Only the lines holding "predicate" are wanted here; copy each from the listing.

_____

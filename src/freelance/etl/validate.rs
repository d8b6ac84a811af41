//! The two quality gates around transformation.
//!
//! Both gates only read their artifact. Each check logs when it passes and the
//! first failing check is returned as a [`ValidationError`] naming the broken
//! predicate.

use std::collections::HashSet;
use std::path::Path;

use polars::prelude::{DataFrame, DataType, Series};
use tracing::{error, info, instrument};

use crate::freelance::etl::error::{EtlError, Result, ValidationError};
use crate::freelance::etl::io::{parquet, staging};
use crate::freelance::etl::model::Record;
use crate::freelance::etl::schema::{
    CANONICAL_COLUMNS, ColumnType, GENDER_VALUES, NUMERIC_COLUMNS, RATING_VALUES,
    REQUIRED_INPUT_COLUMNS, UPPERCASE_COLUMNS, column,
};

type Check = std::result::Result<(), ValidationError>;

fn log_outcome(check: Check) -> Result<()> {
    check.map_err(|violation| {
        error!(%violation, "validation failed");
        EtlError::from(violation)
    })
}

/// Post-extraction gate over the staging artifact.
#[instrument(level = "info", skip_all, fields(path = %path.display()))]
pub fn validate_extraction(path: &Path) -> Result<()> {
    if !path.exists() {
        return log_outcome(Err(ValidationError::MissingArtifact(path.to_path_buf())));
    }
    info!("staging artifact exists");
    let records = staging::read_records(path)?;
    if records.is_empty() {
        return log_outcome(Err(ValidationError::EmptyArtifact(path.to_path_buf())));
    }
    info!(records = records.len(), "staging artifact is not empty");
    log_outcome(check_staging_columns(&records))?;
    info!("all extraction validations passed");
    Ok(())
}

/// Membership, count and uniqueness of the staging column set.
pub fn check_staging_columns(records: &[Record]) -> Check {
    let mut columns: Vec<&str> = Vec::new();
    let mut duplicate: Option<&str> = None;
    for record in records {
        let mut in_record = HashSet::new();
        for name in record.column_names() {
            if !in_record.insert(name) && duplicate.is_none() {
                duplicate = Some(name);
            }
            if !columns.contains(&name) {
                columns.push(name);
            }
        }
    }

    for required in REQUIRED_INPUT_COLUMNS {
        if !columns.contains(&required) {
            return Err(ValidationError::MissingColumn(required.to_string()));
        }
    }
    info!("all required columns present");
    if let Some(extra) = columns
        .iter()
        .find(|name| !REQUIRED_INPUT_COLUMNS.contains(*name))
    {
        return Err(ValidationError::UnexpectedColumn(extra.to_string()));
    }
    info!(columns = columns.len(), "column count matches");
    if let Some(name) = duplicate {
        return Err(ValidationError::DuplicateColumn(name.to_string()));
    }
    info!("no duplicate column names");
    Ok(())
}

/// Post-transformation gate over the full transformed snapshot.
#[instrument(level = "info", skip_all, fields(path = %path.display()))]
pub fn validate_transformation(path: &Path) -> Result<()> {
    if !path.exists() {
        return log_outcome(Err(ValidationError::MissingArtifact(path.to_path_buf())));
    }
    info!("transformed snapshot exists");
    let frame = parquet::read_frame(path)?;
    if frame.height() == 0 {
        return log_outcome(Err(ValidationError::EmptyArtifact(path.to_path_buf())));
    }
    info!(rows = frame.height(), "transformed snapshot is not empty");
    check_transformed(&frame)?;
    info!("all transformation validations passed");
    Ok(())
}

/// Every schema and data-quality predicate over a transformed frame.
pub fn check_transformed(frame: &DataFrame) -> Result<()> {
    log_outcome(check_canonical_columns(frame))?;
    info!("expected columns present");
    log_outcome(check_types(frame))?;
    info!("column types as declared");
    log_outcome(check_no_nulls(frame))?;
    info!("no null values");
    log_outcome(check_domain(frame, column::GENDER, &GENDER_VALUES)?)?;
    info!("gender values valid");
    log_outcome(check_non_negative(frame)?)?;
    info!("numeric columns non-negative");
    log_outcome(check_domain(frame, column::RATING, &RATING_VALUES)?)?;
    info!("rating values valid");
    log_outcome(check_unique_pid(frame)?)?;
    info!("pid values unique");
    log_outcome(check_uppercase(frame)?)?;
    info!("designated columns upper-case");
    Ok(())
}

fn check_canonical_columns(frame: &DataFrame) -> Check {
    let names = frame.get_column_names();
    let mut seen = HashSet::new();
    for name in &names {
        if !seen.insert(*name) {
            return Err(ValidationError::DuplicateColumn(name.to_string()));
        }
        if !CANONICAL_COLUMNS.iter().any(|spec| spec.name == *name) {
            return Err(ValidationError::UnexpectedColumn(name.to_string()));
        }
    }
    for spec in &CANONICAL_COLUMNS {
        if !seen.contains(spec.name) {
            return Err(ValidationError::MissingColumn(spec.name.to_string()));
        }
    }
    Ok(())
}

fn storage_type(column_type: ColumnType) -> DataType {
    match column_type {
        ColumnType::String => DataType::String,
        ColumnType::Float => DataType::Float64,
        ColumnType::Integer => DataType::Int64,
    }
}

fn check_types(frame: &DataFrame) -> Check {
    for spec in &CANONICAL_COLUMNS {
        let Ok(series) = frame.column(spec.name) else {
            return Err(ValidationError::MissingColumn(spec.name.to_string()));
        };
        if series.dtype() != &storage_type(spec.column_type) {
            return Err(ValidationError::ColumnType {
                column: spec.name.to_string(),
                expected: spec.column_type,
                found: series.dtype().to_string(),
            });
        }
    }
    Ok(())
}

fn null_count(series: &Series) -> usize {
    let nan_count = match series.f64() {
        Ok(values) => values
            .into_iter()
            .filter(|value| value.is_some_and(f64::is_nan))
            .count(),
        Err(_) => 0,
    };
    series.null_count() + nan_count
}

fn check_no_nulls(frame: &DataFrame) -> Check {
    for series in frame.get_columns() {
        let count = null_count(series);
        if count > 0 {
            return Err(ValidationError::NullValues {
                column: series.name().to_string(),
                count,
            });
        }
    }
    Ok(())
}

fn check_domain(frame: &DataFrame, name: &str, allowed: &[&str]) -> Result<Check> {
    for value in frame.column(name)?.str()?.into_iter().flatten() {
        if !allowed.contains(&value) {
            return Ok(Err(ValidationError::InvalidCategory {
                column: name.to_string(),
                value: value.to_string(),
            }));
        }
    }
    Ok(Ok(()))
}

fn check_non_negative(frame: &DataFrame) -> Result<Check> {
    for name in NUMERIC_COLUMNS {
        let series = frame.column(name)?;
        let negative = match series.dtype() {
            DataType::Int64 => series
                .i64()?
                .into_iter()
                .flatten()
                .find(|value| *value < 0)
                .map(|value| value as f64),
            _ => series.f64()?.into_iter().flatten().find(|value| *value < 0.0),
        };
        if let Some(value) = negative {
            return Ok(Err(ValidationError::NegativeValue {
                column: name.to_string(),
                value,
            }));
        }
    }
    Ok(Ok(()))
}

fn check_unique_pid(frame: &DataFrame) -> Result<Check> {
    let mut seen = HashSet::with_capacity(frame.height());
    for pid in frame.column(column::PID)?.str()?.into_iter().flatten() {
        if !seen.insert(pid) {
            return Ok(Err(ValidationError::DuplicatePid(pid.to_string())));
        }
    }
    Ok(Ok(()))
}

/// A value is upper-case when it has no lower-case characters; digits and
/// punctuation pass.
pub fn is_uppercase(value: &str) -> bool {
    !value.chars().any(char::is_lowercase)
}

fn check_uppercase(frame: &DataFrame) -> Result<Check> {
    for name in UPPERCASE_COLUMNS {
        for value in frame.column(name)?.str()?.into_iter().flatten() {
            if !is_uppercase(value) {
                return Ok(Err(ValidationError::NotUppercase {
                    column: name.to_string(),
                    value: value.to_string(),
                }));
            }
        }
    }
    Ok(Ok(()))
}

#[cfg(test)]
mod tests {
    use super::*;
    use polars::prelude::NamedFrom;
    use crate::freelance::etl::io::parquet::to_frame;
    use crate::freelance::etl::model::{RawCell, WorkerRecord};
    use crate::freelance::etl::partition::snapshot;

    fn record(user_id: &str) -> WorkerRecord {
        WorkerRecord {
            user_id: user_id.to_string(),
            gender: "UNKNOWN".into(),
            earnings_in_thousands: Some(0.0),
            job_success_perc: Some(90.0),
            rating: "TOP RATED".into(),
            total_hours: Some(12),
            price_per_hour: Some(15.0),
            main_profession: "WRITER".into(),
            job_title: "COPY EDITOR".into(),
            country: "BOSNIA".into(),
            city: "MOSTAR".into(),
            completed_jobs: Some(1),
            country_code: "BA".into(),
            region: "EUROPE".into(),
            measure_code: "SOURCE".into(),
            pid: format!("{user_id}_SOURCE"),
        }
    }

    fn frame(records: &[WorkerRecord]) -> DataFrame {
        to_frame(&snapshot(records)).expect("frame")
    }

    fn violation(records: &[WorkerRecord]) -> ValidationError {
        violation_in(&frame(records))
    }

    fn violation_in(frame: &DataFrame) -> ValidationError {
        match check_transformed(frame) {
            Err(EtlError::Validation(violation)) => violation,
            other => panic!("expected a validation failure, got {other:?}"),
        }
    }

    fn staging_record(skip: Option<&str>) -> Record {
        Record::new(
            REQUIRED_INPUT_COLUMNS
                .iter()
                .filter(|name| Some(**name) != skip)
                .map(|name| (name.to_string(), RawCell::Missing))
                .collect(),
        )
    }

    #[test]
    fn complete_staging_columns_pass() {
        assert_eq!(check_staging_columns(&[staging_record(None)]), Ok(()));
    }

    #[test]
    fn missing_staging_column_is_a_membership_violation() {
        let error = check_staging_columns(&[staging_record(Some("Pol"))]).expect_err("violation");
        assert_eq!(error, ValidationError::MissingColumn("Pol".into()));
    }

    #[test]
    fn extra_staging_column_breaks_the_count() {
        let mut cells = staging_record(None).cells().to_vec();
        cells.push(("Gender".into(), RawCell::Missing));
        let error = check_staging_columns(&[Record::new(cells)]).expect_err("violation");
        assert_eq!(error, ValidationError::UnexpectedColumn("Gender".into()));
    }

    #[test]
    fn columns_are_collected_across_records() {
        let partial = staging_record(Some("Region"));
        let region_only = Record::new(vec![("Region".into(), RawCell::text("Europe"))]);
        assert_eq!(check_staging_columns(&[partial, region_only]), Ok(()));
    }

    #[test]
    fn duplicate_staging_column_is_rejected() {
        let mut cells = staging_record(None).cells().to_vec();
        cells.push(("Title".into(), RawCell::text("again")));
        let error = check_staging_columns(&[Record::new(cells)]).expect_err("violation");
        assert_eq!(error, ValidationError::DuplicateColumn("Title".into()));
    }

    #[test]
    fn clean_snapshot_passes() {
        check_transformed(&frame(&[record("A1"), record("B2")])).expect("valid");
    }

    #[test]
    fn residual_null_is_rejected() {
        let mut bad = record("A1");
        bad.price_per_hour = None;
        assert_eq!(
            violation(&[bad]),
            ValidationError::NullValues {
                column: "price_per_hour".into(),
                count: 1
            }
        );
    }

    #[test]
    fn missing_integer_is_a_residual_null() {
        let mut bad = record("A1");
        bad.completed_jobs = None;
        let frame = frame(&[bad]);
        assert_eq!(
            frame.column("completed_jobs").expect("column").dtype(),
            &DataType::Int64
        );
        assert_eq!(
            violation_in(&frame),
            ValidationError::NullValues {
                column: "completed_jobs".into(),
                count: 1
            }
        );
    }

    #[test]
    fn undecoded_gender_is_rejected() {
        let mut bad = record("A1");
        bad.gender = "7".into();
        assert!(matches!(
            violation(&[bad]),
            ValidationError::InvalidCategory { column, value } if column == "gender" && value == "7"
        ));
    }

    #[test]
    fn negative_numbers_are_rejected() {
        let mut bad = record("A1");
        bad.completed_jobs = Some(-2);
        assert!(matches!(
            violation(&[bad]),
            ValidationError::NegativeValue { column, .. } if column == "completed_jobs"
        ));
    }

    #[test]
    fn unknown_rating_is_rejected() {
        let mut bad = record("A1");
        bad.rating = "RISING TALENT".into();
        assert!(matches!(
            violation(&[bad]),
            ValidationError::InvalidCategory { column, .. } if column == "rating"
        ));
    }

    #[test]
    fn duplicate_pid_is_rejected() {
        assert_eq!(
            violation(&[record("A1"), record("A1")]),
            ValidationError::DuplicatePid("A1_SOURCE".into())
        );
    }

    #[test]
    fn lowercase_value_is_rejected() {
        let mut bad = record("A1");
        bad.city = "Mostar".into();
        assert!(matches!(
            violation(&[bad]),
            ValidationError::NotUppercase { column, .. } if column == "city"
        ));
    }

    #[test]
    fn wrong_storage_type_is_a_schema_violation() {
        let mut frame = frame(&[record("A1")]);
        frame
            .with_column(Series::new("total_hours", &[12.0f64]))
            .expect("column replaced");
        assert!(matches!(
            check_transformed(&frame),
            Err(EtlError::Validation(ValidationError::ColumnType { column, .. })) if column == "total_hours"
        ));
    }

    #[test]
    fn numeric_identifiers_count_as_uppercase() {
        assert!(is_uppercase("12345_SOURCE"));
        assert!(!is_uppercase("12345_source"));
    }
}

_____

■ **Task result**
//! predicate.
/// Every schema and data-quality predicate over a transformed frame.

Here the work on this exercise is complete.